Am I Fomu ?

2019-05-20 - Louis-Philippe Véronneau

A few months ago at FOSDEM 2019 I got my hands on a pre-production version of the Fomu, a tiny open-hardware FPGA board that fits in your USB port. Building on the smash hit of the Tomu, the Fomu uses an ICE40UP5K FPGA instead of an ARM core.

I've never really been into hardware hacking, and much like hacking on the Linux kernel, messing with wires and soldering PCB boards always intimidated me. From my perspective, playing around with the Fomu looked like a nice way to test the water without drowning in it.

Since the bootloader wasn't written at the time, when I first got my Fomu hacker board there was no easy way to test if the board was working. Lucky for me, Giovanni Mascellani was around and flashed a test program on it using his Raspberry Pi and a bunch of hardware probes. I was really impressed by the feat, but it also seemed easy enough that I could do it.

My flashing jig

Back at home, I ordered a Raspberry Pi, bought some IC hooks and borrowed a soldering iron from my neighbour. It had been a while since I had soldered anything! Last time I did I was 14 years old and trying to save a buck making my own fencing mask and body cords...

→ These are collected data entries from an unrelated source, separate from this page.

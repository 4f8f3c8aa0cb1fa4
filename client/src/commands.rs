//! Well-known server administration commands
//!
//! Anything can be sent as raw text; these variants only spare callers from
//! remembering the exact spelling the server expects.

use std::fmt;

/// Target every player with [`ServerCommand::Say`].
pub const ALL_PLAYERS: i32 = -1;

#[derive(Debug, Clone, PartialEq, Eq)]
pub enum ServerCommand {
    Players,
    Bans,
    Missions,
    Admins,
    Say { player: i32, text: String },
    Kick { player: u32, reason: Option<String> },
    /// Ban a connected player; `minutes == 0` bans permanently
    Ban { player: u32, minutes: u32, reason: Option<String> },
    /// Ban a GUID or IP address that is not necessarily connected
    AddBan { target: String, minutes: u32, reason: Option<String> },
    RemoveBan { ban: u32 },
    LoadBans,
    WriteBans,
    LoadScripts,
    LoadEvents,
    MaxPing(u32),
    ChangePassword(String),
    Lock,
    Unlock,
    Mission(String),
    Init,
    Reassign,
    Restart,
    RestartServer,
    Shutdown,
    ShutdownServer,
    Logout,
    Exit,
}

fn with_reason(f: &mut fmt::Formatter<'_>, reason: &Option<String>) -> fmt::Result {
    match reason {
        Some(reason) => write!(f, " {}", reason),
        None => Ok(()),
    }
}

impl fmt::Display for ServerCommand {
    fn fmt(&self, f: &mut fmt::Formatter<'_>) -> fmt::Result {
        match self {
            ServerCommand::Players => f.write_str("players"),
            ServerCommand::Bans => f.write_str("bans"),
            ServerCommand::Missions => f.write_str("missions"),
            ServerCommand::Admins => f.write_str("admins"),
            ServerCommand::Say { player, text } => write!(f, "say {} {}", player, text),
            ServerCommand::Kick { player, reason } => {
                write!(f, "kick {}", player)?;
                with_reason(f, reason)
            }
            ServerCommand::Ban {
                player,
                minutes,
                reason,
            } => {
                write!(f, "ban {} {}", player, minutes)?;
                with_reason(f, reason)
            }
            ServerCommand::AddBan {
                target,
                minutes,
                reason,
            } => {
                write!(f, "addBan {} {}", target, minutes)?;
                with_reason(f, reason)
            }
            ServerCommand::RemoveBan { ban } => write!(f, "removeBan {}", ban),
            ServerCommand::LoadBans => f.write_str("loadBans"),
            ServerCommand::WriteBans => f.write_str("writeBans"),
            ServerCommand::LoadScripts => f.write_str("loadScripts"),
            ServerCommand::LoadEvents => f.write_str("loadEvents"),
            ServerCommand::MaxPing(ping) => write!(f, "maxPing {}", ping),
            ServerCommand::ChangePassword(password) => write!(f, "RConPassword {}", password),
            ServerCommand::Lock => f.write_str("#lock"),
            ServerCommand::Unlock => f.write_str("#unlock"),
            ServerCommand::Mission(name) => write!(f, "#mission {}", name),
            ServerCommand::Init => f.write_str("#init"),
            ServerCommand::Reassign => f.write_str("#reassign"),
            ServerCommand::Restart => f.write_str("#restart"),
            ServerCommand::RestartServer => f.write_str("#restartserver"),
            ServerCommand::Shutdown => f.write_str("#shutdown"),
            ServerCommand::ShutdownServer => f.write_str("#shutdownserver"),
            ServerCommand::Logout => f.write_str("#logout"),
            ServerCommand::Exit => f.write_str("#exit"),
        }
    }
}

impl From<ServerCommand> for String {
    fn from(command: ServerCommand) -> Self {
        command.to_string()
    }
}
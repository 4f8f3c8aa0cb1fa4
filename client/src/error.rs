use std::time::Duration;
use thiserror::Error;

/// Errors surfaced to callers of the engine.
///
/// Transport noise (corrupted or duplicate datagrams) never shows up here;
/// it is dropped inside the receive cycle and reported through
/// [`crate::session::SessionEvent::PacketProblem`] at most.
#[derive(Debug, Error)]
pub enum RconError {
    /// The server rejected the password.
    #[error("server rejected the login credentials")]
    InvalidCredentials,

    /// Socket-level failure while connecting.
    #[error("connection failed: {0}")]
    ConnectionFailed(String),

    /// No login response arrived in time.
    #[error("no login response within {0:?}")]
    LoginTimeout(Duration),

    #[error("not connected")]
    NotConnected,

    #[error("session is already connected or connecting")]
    AlreadyConnected,

    /// `disconnect` was called before the login finished.
    #[error("connect was interrupted by disconnect")]
    Interrupted,

    /// The command received neither an ack nor a response before it expired.
    #[error("command {sequence} received no response within {timeout:?}")]
    CommandTimeout { sequence: u8, timeout: Duration },

    /// The link went silent and was torn down while a command was waiting.
    #[error("connection lost")]
    ConnectionLost,

    #[error("i/o error: {0}")]
    Io(#[from] std::io::Error),

    #[error("invalid configuration: {0}")]
    Config(String),
}

impl RconError {
    /// Whether a reconnect attempt could succeed after this error.
    pub fn is_transient(&self) -> bool {
        matches!(
            self,
            RconError::ConnectionFailed(_) | RconError::LoginTimeout(_) | RconError::Io(_)
        )
    }
}

pub type Result<T> = std::result::Result<T, RconError>;
//! Server silence tracking
//!
//! Silence only counts while we are waiting for the server: from the first
//! datagram sent after the last one received, or from the last received
//! datagram if commands were still unanswered at that point. An idle link
//! with nothing outstanding is never declared lost; the keep-alive probe
//! takes care of it.

use std::time::{Duration, Instant};

#[derive(Debug)]
pub struct LivenessMonitor {
    lost_after: Duration,
    awaiting_since: Option<Instant>,
    last_received: Instant,
}

impl LivenessMonitor {
    pub fn new(lost_after: Duration, now: Instant) -> Self {
        Self {
            lost_after,
            awaiting_since: None,
            last_received: now,
        }
    }

    pub fn on_sent(&mut self, now: Instant) {
        self.awaiting_since.get_or_insert(now);
    }

    /// Any valid datagram from the server. `outstanding` tells whether
    /// commands are still waiting for an answer afterwards.
    pub fn on_received(&mut self, now: Instant, outstanding: bool) {
        self.last_received = now;
        self.awaiting_since = outstanding.then_some(now);
    }

    pub fn last_received(&self) -> Instant {
        self.last_received
    }

    pub fn silence(&self, now: Instant) -> Duration {
        self.awaiting_since
            .map(|since| now.saturating_duration_since(since))
            .unwrap_or(Duration::ZERO)
    }

    pub fn is_lost(&self, now: Instant) -> bool {
        self.silence(now) >= self.lost_after
    }
}
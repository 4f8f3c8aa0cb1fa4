//! Performance benchmarks for the hot paths of the receive cycle

use rcon_client::assembler::MultiPartAssembly;
use rcon_client::tracker::SequenceTracker;
use rcon_shared::{checksum, decode, encode, Datagram};
use std::time::Instant;

/// Benchmarks CRC32 over a typical response body
#[test]
fn benchmark_checksum() {
    let payload = vec![0x5Au8; 1024];

    let iterations = 10_000;
    let start = Instant::now();

    for _ in 0..iterations {
        let _ = checksum(&payload);
    }

    let duration = start.elapsed();
    println!(
        "Checksum: {} iterations in {:?} ({:.2} μs/iter)",
        iterations,
        duration,
        duration.as_micros() as f64 / iterations as f64
    );

    // Should complete in under 1 second
    assert!(duration.as_millis() < 1000);
}

/// Benchmarks framing and parsing of console messages
#[test]
fn benchmark_encode_decode() {
    let datagram = Datagram::ConsoleMessage {
        sequence: 42,
        body: "Player #3 Miller (127.0.0.1:2304) connected".to_string(),
    };

    let iterations = 50_000;
    let start = Instant::now();

    for _ in 0..iterations {
        let bytes = encode(&datagram);
        let decoded = decode(&bytes).unwrap();
        assert_eq!(decoded.sequence(), Some(42));
    }

    let duration = start.elapsed();
    println!(
        "Encode + decode: {} iterations in {:?} ({:.2} ns/iter)",
        iterations,
        duration,
        duration.as_nanos() as f64 / iterations as f64
    );

    assert!(duration.as_millis() < 1000);
}

/// Benchmarks reassembly of a maximal multi-part response
#[test]
fn benchmark_multi_part_assembly() {
    let total = u8::MAX;
    let fragment = vec![b'x'; 64];

    let iterations = 1_000;
    let start = Instant::now();

    for _ in 0..iterations {
        let mut assembly = MultiPartAssembly::new(total);
        // Reverse order is the worst case for insertion
        for index in (0..total).rev() {
            assembly.insert(index, total, fragment.clone()).unwrap();
        }
        assert!(assembly.is_complete());
        let body = assembly.finish().unwrap();
        assert_eq!(body.len(), total as usize * fragment.len());
    }

    let duration = start.elapsed();
    println!(
        "Multi-part assembly: {} iterations in {:?} ({:.2} μs/iter)",
        iterations,
        duration,
        duration.as_micros() as f64 / iterations as f64
    );

    assert!(duration.as_millis() < 2000);
}

/// Benchmarks duplicate detection across many wraps of the sequence space
#[test]
fn benchmark_sequence_tracker() {
    let mut tracker = SequenceTracker::new(100);

    let iterations = 100_000u32;
    let start = Instant::now();

    let mut fresh = 0;
    for i in 0..iterations {
        if tracker.observe((i % 256) as u8) {
            fresh += 1;
        }
    }

    let duration = start.elapsed();
    println!(
        "Sequence tracker: {} observations in {:?} ({:.2} ns/iter)",
        iterations,
        duration,
        duration.as_nanos() as f64 / iterations as f64
    );

    // The window is smaller than the sequence space, so nothing repeats inside it
    assert_eq!(fresh, iterations);
    assert!(duration.as_millis() < 1000);
}
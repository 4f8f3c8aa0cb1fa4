//! Reassembly of multi-part command responses
//!
//! A response too large for one datagram arrives as `total` fragments, each
//! tagged with its index. Fragments can arrive in any order and interleave
//! with fragments of other commands; the pending-command registry keeps one
//! [`MultiPartAssembly`] per sequence number.

use thiserror::Error;

#[derive(Debug, Clone, PartialEq, Eq, Error)]
pub enum AssemblyError {
    /// A fragment declared a different part count than the first one did.
    #[error("fragment declares {received} parts, assembly expects {expected}")]
    TotalMismatch { expected: u8, received: u8 },
    #[error("part index {index} out of range for {total} parts")]
    IndexOutOfRange { index: u8, total: u8 },
}

#[derive(Debug, Clone)]
pub struct MultiPartAssembly {
    total: u8,
    parts: Vec<Option<Vec<u8>>>,
}

impl MultiPartAssembly {
    /// Allocates one empty slot per expected part.
    pub fn new(total: u8) -> Self {
        Self {
            total,
            parts: vec![None; total as usize],
        }
    }

    pub fn total(&self) -> u8 {
        self.total
    }

    pub fn received(&self) -> usize {
        self.parts.iter().filter(|part| part.is_some()).count()
    }

    /// Fills the slot for `index`. Receiving the same part twice overwrites
    /// it.
    pub fn insert(&mut self, index: u8, total: u8, fragment: Vec<u8>) -> Result<(), AssemblyError> {
        if total != self.total {
            return Err(AssemblyError::TotalMismatch {
                expected: self.total,
                received: total,
            });
        }

        let slot = self
            .parts
            .get_mut(index as usize)
            .ok_or(AssemblyError::IndexOutOfRange { index, total })?;
        *slot = Some(fragment);
        Ok(())
    }

    pub fn is_complete(&self) -> bool {
        !self.parts.iter().any(Option::is_none)
    }

    /// Concatenates the fragments in index order, or hands the assembly back
    /// if slots are still empty.
    pub fn finish(self) -> Result<Vec<u8>, Self> {
        if !self.is_complete() {
            return Err(self);
        }

        Ok(self.parts.into_iter().flatten().flatten().collect())
    }
}

#[cfg(test)]
mod tests {
    use super::*;

    fn assemble(order: &[u8]) -> Vec<u8> {
        let mut assembly = MultiPartAssembly::new(3);
        for &index in order {
            let fragment = format!("part{};", index).into_bytes();
            assembly.insert(index, 3, fragment).unwrap();
        }
        assembly.finish().expect("assembly should be complete")
    }

    #[test]
    fn test_in_order_assembly() {
        assert_eq!(assemble(&[0, 1, 2]), b"part0;part1;part2;".to_vec());
    }

    #[test]
    fn test_assembly_is_order_independent() {
        assert_eq!(assemble(&[2, 0, 1]), assemble(&[0, 1, 2]));
        assert_eq!(assemble(&[1, 2, 0]), assemble(&[0, 1, 2]));
    }

    #[test]
    fn test_incomplete_assembly_is_returned() {
        let mut assembly = MultiPartAssembly::new(3);
        assembly.insert(0, 3, b"a".to_vec()).unwrap();
        assembly.insert(2, 3, b"c".to_vec()).unwrap();

        assert!(!assembly.is_complete());
        assert_eq!(assembly.received(), 2);

        let mut assembly = assembly.finish().unwrap_err();
        assembly.insert(1, 3, b"b".to_vec()).unwrap();
        assert_eq!(assembly.finish().unwrap(), b"abc".to_vec());
    }

    #[test]
    fn test_duplicate_fragment_overwrites() {
        let mut assembly = MultiPartAssembly::new(2);
        assembly.insert(0, 2, b"old".to_vec()).unwrap();
        assembly.insert(0, 2, b"new".to_vec()).unwrap();
        assembly.insert(1, 2, b"!".to_vec()).unwrap();

        assert_eq!(assembly.finish().unwrap(), b"new!".to_vec());
    }

    #[test]
    fn test_total_mismatch_is_rejected() {
        let mut assembly = MultiPartAssembly::new(3);
        let error = assembly.insert(0, 4, b"x".to_vec()).unwrap_err();

        assert_eq!(
            error,
            AssemblyError::TotalMismatch {
                expected: 3,
                received: 4
            }
        );
        assert_eq!(assembly.received(), 0);
    }

    #[test]
    fn test_index_out_of_range_is_rejected() {
        let mut assembly = MultiPartAssembly::new(2);
        assert!(matches!(
            assembly.insert(5, 2, b"x".to_vec()),
            Err(AssemblyError::IndexOutOfRange { index: 5, total: 2 })
        ));
    }

    #[test]
    fn test_empty_fragments_still_complete() {
        let mut assembly = MultiPartAssembly::new(2);
        assembly.insert(1, 2, Vec::new()).unwrap();
        assembly.insert(0, 2, b"only".to_vec()).unwrap();
        assert_eq!(assembly.finish().unwrap(), b"only".to_vec());
    }
}
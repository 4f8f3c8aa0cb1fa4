use clap::Parser;
use log::{info, warn};
use rcon_client::{ClientConfig, RconError, Session, SessionEvent};
use std::path::PathBuf;
use tokio::io::{AsyncBufReadExt, BufReader};

#[derive(Parser, Debug)]
#[command(author, version, about = "Remote console client", long_about = None)]
struct Args {
    /// Server host name or IP address
    #[arg(short = 'H', long, default_value = "127.0.0.1")]
    host: String,

    /// Server RCon port
    #[arg(short, long, default_value = "2302")]
    port: u16,

    /// RCon password
    #[arg(short = 'P', long)]
    password: String,

    /// JSON file overriding the default timings
    #[arg(short, long)]
    config: Option<PathBuf>,

    /// Log in again automatically when the server stops answering
    #[arg(short, long)]
    reconnect: bool,

    /// Commands to run; without any, commands are read from stdin
    commands: Vec<String>,
}

#[tokio::main]
async fn main() -> Result<(), RconError> {
    env_logger::init();

    if std::env::var("RUST_LOG").is_err() {
        eprintln!("Set RUST_LOG=info for detailed logging");
    }

    let args = Args::parse();

    let mut config = match &args.config {
        Some(path) => ClientConfig::from_json_file(path)?,
        None => ClientConfig::default(),
    };
    if args.reconnect {
        config.reconnect_on_packet_loss = true;
    }

    let (session, mut events) = Session::new(config);
    session.connect(&args.host, args.port, &args.password).await?;

    if !args.commands.is_empty() {
        for command in &args.commands {
            println!("{}", session.execute(command.as_str()).await?);
        }
        return session.disconnect().await;
    }

    info!("Connected, type commands or Ctrl+D to quit");

    let mut lines = BufReader::new(tokio::io::stdin()).lines();
    loop {
        tokio::select! {
            line = lines.next_line() => {
                let Some(line) = line? else { break };
                let command = line.trim();
                if command.is_empty() {
                    continue;
                }
                match session.execute(command).await {
                    Ok(body) => println!("{}", body),
                    Err(RconError::CommandTimeout { .. }) => eprintln!("No response to {:?}", command),
                    Err(e) => {
                        eprintln!("{}", e);
                        break;
                    }
                }
            },

            event = events.recv() => match event {
                Some(SessionEvent::ConsoleMessage { body, .. }) => println!("{}", body),
                Some(SessionEvent::Reconnecting { attempt }) => warn!("Reconnecting (attempt {})", attempt),
                Some(SessionEvent::Disconnected(reason)) => {
                    eprintln!("Disconnected: {:?}", reason);
                    break;
                }
                Some(_) => {}
                None => break,
            },

            _ = tokio::signal::ctrl_c() => break,
        }
    }

    session.disconnect().await
}
//! Duplicate detection for console messages
//!
//! The server re-sends a console message until it sees our acknowledgement,
//! so the same sequence number can arrive several times. The tracker keeps
//! the most recent sequence numbers in a fixed ring; an incoming message is
//! delivered only if its number is not in the ring.

#[derive(Debug, Clone)]
pub struct SequenceTracker {
    slots: Vec<Option<u8>>,
    /// Slot overwritten by the next `record`
    next: usize,
}

impl SequenceTracker {
    pub fn new(capacity: usize) -> Self {
        Self {
            slots: vec![None; capacity.max(1)],
            next: 0,
        }
    }

    pub fn capacity(&self) -> usize {
        self.slots.len()
    }

    /// Stores `sequence`, overwriting the oldest slot once the ring is full.
    pub fn record(&mut self, sequence: u8) {
        self.slots[self.next] = Some(sequence);
        self.next = (self.next + 1) % self.slots.len();
    }

    pub fn contains(&self, sequence: u8) -> bool {
        self.slots.iter().any(|slot| *slot == Some(sequence))
    }

    /// Records `sequence` and reports whether it was new.
    pub fn observe(&mut self, sequence: u8) -> bool {
        if self.contains(sequence) {
            return false;
        }
        self.record(sequence);
        true
    }
}

#[cfg(test)]
mod tests {
    use super::*;

    #[test]
    fn test_empty_tracker_contains_nothing() {
        let tracker = SequenceTracker::new(100);
        assert_eq!(tracker.capacity(), 100);
        assert!(!tracker.contains(0));
        assert!(!tracker.contains(255));
    }

    #[test]
    fn test_record_and_contains() {
        let mut tracker = SequenceTracker::new(4);
        tracker.record(10);
        tracker.record(11);

        assert!(tracker.contains(10));
        assert!(tracker.contains(11));
        assert!(!tracker.contains(12));
    }

    #[test]
    fn test_oldest_slot_is_overwritten() {
        let mut tracker = SequenceTracker::new(3);
        for sequence in [1, 2, 3, 4] {
            tracker.record(sequence);
        }

        assert!(!tracker.contains(1));
        assert!(tracker.contains(2));
        assert!(tracker.contains(4));
    }

    #[test]
    fn test_observe_reports_duplicates() {
        let mut tracker = SequenceTracker::new(100);
        assert!(tracker.observe(42));
        assert!(!tracker.observe(42));
        assert!(tracker.observe(43));
    }

    #[test]
    fn test_wrapped_sequence_is_new_again_after_window() {
        let mut tracker = SequenceTracker::new(100);
        for sequence in 0..=255u8 {
            assert!(tracker.observe(sequence));
        }

        // 0 fell out of the 100-slot window long ago
        assert!(tracker.observe(0));
        assert!(!tracker.observe(255));
    }

    #[test]
    fn test_zero_capacity_is_clamped() {
        let mut tracker = SequenceTracker::new(0);
        tracker.record(1);
        assert!(tracker.contains(1));
    }
}
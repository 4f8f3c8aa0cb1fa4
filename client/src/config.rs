//! Client tuning knobs
//!
//! Defaults reproduce the timing a BattlEye-style server expects: a 500 ms
//! polling tick, a resend after 5 s of server silence, link loss after 20 s
//! and a keep-alive probe after 25 s without outbound commands. Every field
//! can be overridden from a JSON file; missing fields keep their defaults.

use crate::error::{RconError, Result};
use serde::{Deserialize, Serialize};
use std::path::Path;
use std::time::Duration;

#[derive(Debug, Clone, PartialEq, Serialize, Deserialize)]
#[serde(default)]
pub struct ClientConfig {
    /// How long `connect` waits for the login response
    pub login_timeout_ms: u64,
    /// Default expiry of a pending command
    pub command_timeout_ms: u64,
    /// Period of the expiry sweep, retransmission and keep-alive checks
    pub poll_interval_ms: u64,
    /// Server silence after which the oldest unacknowledged command is re-sent
    pub resend_after_ms: u64,
    /// Server silence after which the link is declared lost
    pub connection_lost_after_ms: u64,
    /// Quiet period without outbound commands before a keep-alive probe.
    /// An unanswered probe is retried after `resend_after_ms`.
    pub keep_alive_interval_ms: u64,
    /// Consecutive unanswered probes after which an idle link is dead
    pub max_unanswered_probes: u32,
    /// Number of console-message sequence numbers remembered for deduplication
    pub duplicate_window: usize,
    /// Reconnect with the same credentials instead of terminating on loss
    pub reconnect_on_packet_loss: bool,
    pub max_reconnect_attempts: u32,
    pub reconnect_delay_ms: u64,
}

impl Default for ClientConfig {
    fn default() -> Self {
        Self {
            login_timeout_ms: 5_000,
            command_timeout_ms: 10_000,
            poll_interval_ms: 500,
            resend_after_ms: 5_000,
            connection_lost_after_ms: 20_000,
            keep_alive_interval_ms: 25_000,
            max_unanswered_probes: 3,
            duplicate_window: 100,
            reconnect_on_packet_loss: false,
            max_reconnect_attempts: 3,
            reconnect_delay_ms: 1_000,
        }
    }
}

impl ClientConfig {
    pub fn from_json_str(json: &str) -> Result<Self> {
        let config: ClientConfig =
            serde_json::from_str(json).map_err(|e| RconError::Config(e.to_string()))?;
        config.validate()?;
        Ok(config)
    }

    pub fn from_json_file(path: impl AsRef<Path>) -> Result<Self> {
        let path = path.as_ref();
        let json = std::fs::read_to_string(path)
            .map_err(|e| RconError::Config(format!("{}: {}", path.display(), e)))?;
        Self::from_json_str(&json)
    }

    /// Rejects settings that would stall the polling loop or make every
    /// command expire immediately.
    pub fn validate(&self) -> Result<()> {
        if self.poll_interval_ms == 0 {
            return Err(RconError::Config("poll_interval_ms must be positive".into()));
        }
        if self.command_timeout_ms == 0 || self.login_timeout_ms == 0 {
            return Err(RconError::Config("timeouts must be positive".into()));
        }
        if self.duplicate_window == 0 {
            return Err(RconError::Config("duplicate_window must be positive".into()));
        }
        if self.resend_after_ms >= self.connection_lost_after_ms {
            return Err(RconError::Config(
                "resend_after_ms must be shorter than connection_lost_after_ms".into(),
            ));
        }
        if self.poll_interval_ms > self.resend_after_ms {
            return Err(RconError::Config(
                "poll_interval_ms must not exceed resend_after_ms".into(),
            ));
        }
        // An idle link is only declared dead by counting unanswered probes
        if self.max_unanswered_probes == 0 {
            return Err(RconError::Config("max_unanswered_probes must be positive".into()));
        }
        if self.keep_alive_interval_ms < self.poll_interval_ms {
            return Err(RconError::Config(
                "keep_alive_interval_ms must not be shorter than poll_interval_ms".into(),
            ));
        }
        Ok(())
    }

    pub fn login_timeout(&self) -> Duration {
        Duration::from_millis(self.login_timeout_ms)
    }

    pub fn command_timeout(&self) -> Duration {
        Duration::from_millis(self.command_timeout_ms)
    }

    pub fn poll_interval(&self) -> Duration {
        Duration::from_millis(self.poll_interval_ms)
    }

    pub fn resend_after(&self) -> Duration {
        Duration::from_millis(self.resend_after_ms)
    }

    pub fn connection_lost_after(&self) -> Duration {
        Duration::from_millis(self.connection_lost_after_ms)
    }

    pub fn keep_alive_interval(&self) -> Duration {
        Duration::from_millis(self.keep_alive_interval_ms)
    }

    pub fn reconnect_delay(&self) -> Duration {
        Duration::from_millis(self.reconnect_delay_ms)
    }
}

My goal was to test foboot, the new DFU-compatible bootloader recently written by Sean Cross (xobs) to make flashing programs on the board more convenient. Replicating Giovanni's setup, I flashed the Fomu Raspbian image on my Pi and compiled the bootloader.

It took me a good 15 minutes to connect the IC hooks to the board, but I was successfully able to flash foboot on the Fomu! The board now greets me with:

[ 9751.556784] usb 8-2.4: new full-speed USB device number 31 using xhci_hcd
[ 9751.841038] usb 8-2.4: New USB device found, idVendor=1209, idProduct=70b1, bcdDevice= 1.01
[ 9751.841043] usb 8-2.4: New USB device strings: Mfr=1, Product=2, SerialNumber=0
[ 9751.841046] usb 8-2.4: Product: Fomu Bootloader (0) v1.4-2-g1913767
[ 9751.841049] usb 8-2.4: Manufacturer: Kosagi

I don't have a use case for the Fomu yet, but I am sure by the time the production version ships out, people will have written interesting programs I can flash on it. In the meantime, it'll blink slowly in my laptop's USB port.